▶ [BRIEF]:
Copy out every entry, keeping each character the same.

Stored data:

--*--

pub static EDUCATION: &[EducationItem] = &[
    EducationItem {
        degree: "Master of Computer Applications (MCA)",
        institution: "Aditya University",
        duration: "2024 - 2026",
        grade: "SGPA: 7.85",
        location: "Andhra Pradesh, India",
        status: EducationStatus::Current,
        description: "Advanced studies in computer science with focus on modern software \
                      development, system design, and emerging technologies.",
        highlights: &[
            "Advanced Algorithms & Data Structures",
            "Software Engineering Principles",
            "Database Management Systems",
            "Web Technologies & Frameworks",
            "System Design & Architecture",
        ],
    },
    EducationItem {
        degree: "Bachelor of Computer Applications (BCA)",
        institution: "Aditya Degree College",
        duration: "2021 - 2024",
        grade: "CGPA: 7.24",
        location: "Andhra Pradesh, India",
        status: EducationStatus::Completed,
        description: "Comprehensive foundation in computer science fundamentals, programming \
                      languages, and software development practices.",
        highlights: &[
            "Programming Fundamentals (C, C++, Java)",
            "Web Development (HTML, CSS, JavaScript)",
            "Database Management (SQL, RDBMS)",
            "Operating Systems & Networks",
            "Software Development Life Cycle",
        ],
    },
];

pub static ACHIEVEMENTS: &[&str] = &[
    "Oracle Academy Java Certification",
    "Built and deployed full-stack canteen app in under a week",
    "Consistent academic performance throughout degree",
    "Active participation in coding competitions",
    "Leadership roles in technical projects",
];

#[derive(Debug, Clone, Copy)]
pub struct Language {
    pub name: &'static str,
    pub level: &'static str,
    pub proficiency: u8,
    pub flag: &'static str,
    pub description: &'static str,
}

pub static LANGUAGES: &[Language] = &[
    Language {
        name: "Telugu",
        level: "Native",
        proficiency: 100,
        flag: "🇮🇳",
        description: "Mother tongue, fluent in all contexts",
    },
    Language {
        name: "English",
        level: "Fluent",
        proficiency: 90,
        flag: "🇺🇸",
        description: "Professional proficiency in speaking, reading, and writing",
    },
    Language {
        name: "Hindi",
        level: "Intermediate",
        proficiency: 70,
        flag: "🇮🇳",
        description: "Good conversational skills and basic reading comprehension",
    },
    Language {
        name: "Japanese",
        level: "Beginner",
        proficiency: 25,
        flag: "🇯🇵",
        description: "Basic phrases and learning fundamentals",
    },
];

--*--

▶ [SOLUTION]:
pub static EDUCATION: &[EducationItem] = &[
    EducationItem {
        degree: "Master of Computer Applications (MCA)",
        institution: "Aditya University",
        duration: "2024 - 2026",
        grade: "SGPA: 7.85",
        location: "Andhra Pradesh, India",
        status: EducationStatus::Current,
        description: "Advanced studies in computer science with focus on modern software \
                      development, system design, and emerging technologies.",
        highlights: &[
            "Advanced Algorithms & Data Structures",
            "Software Engineering Principles",
            "Database Management Systems",
            "Web Technologies & Frameworks",
            "System Design & Architecture",
        ],
    },
    EducationItem {
        degree: "Bachelor of Computer Applications (BCA)",
        institution: "Aditya Degree College",
        duration: "2021 - 2024",
        grade: "CGPA: 7.24",
        location: "Andhra Pradesh, India",
        status: EducationStatus::Completed,
        description: "Comprehensive foundation in computer science fundamentals, programming \
                      languages, and software development practices.",
        highlights: &[
            "Programming Fundamentals (C, C++, Java)",
            "Web Development (HTML, CSS, JavaScript)",
            "Database Management (SQL, RDBMS)",
            "Operating Systems & Networks",
            "Software Development Life Cycle",
        ],
    },
];

pub static ACHIEVEMENTS: &[&str] = &[
    "Oracle Academy Java Certification",
    "Built and deployed full-stack canteen app in under a week",
    "Consistent academic performance throughout degree",
    "Active participation in coding competitions",
    "Leadership roles in technical projects",
];

#[derive(Debug, Clone, Copy)]
pub struct Language {
    pub name: &'static str,
    pub level: &'static str,
    pub proficiency: u8,
    pub flag: &'static str,
    pub description: &'static str,
}

pub static LANGUAGES: &[Language] = &[
    Language {
        name: "Telugu",
        level: "Native",
        proficiency: 100,
        flag: "🇮🇳",
        description: "Mother tongue, fluent in all contexts",
    },
    Language {
        name: "English",
        level: "Fluent",
        proficiency: 90,
        flag: "🇺🇸",
        description: "Professional proficiency in speaking, reading, and writing",
    },
    Language {
        name: "Hindi",
        level: "Intermediate",
        proficiency: 70,
        flag: "🇮🇳",
        description: "Good conversational skills and basic reading comprehension",
    },
    Language {
        name: "Japanese",
        level: "Beginner",
        proficiency: 25,
        flag: "🇯🇵",
        description: "Basic phrases and learning fundamentals",
    },
];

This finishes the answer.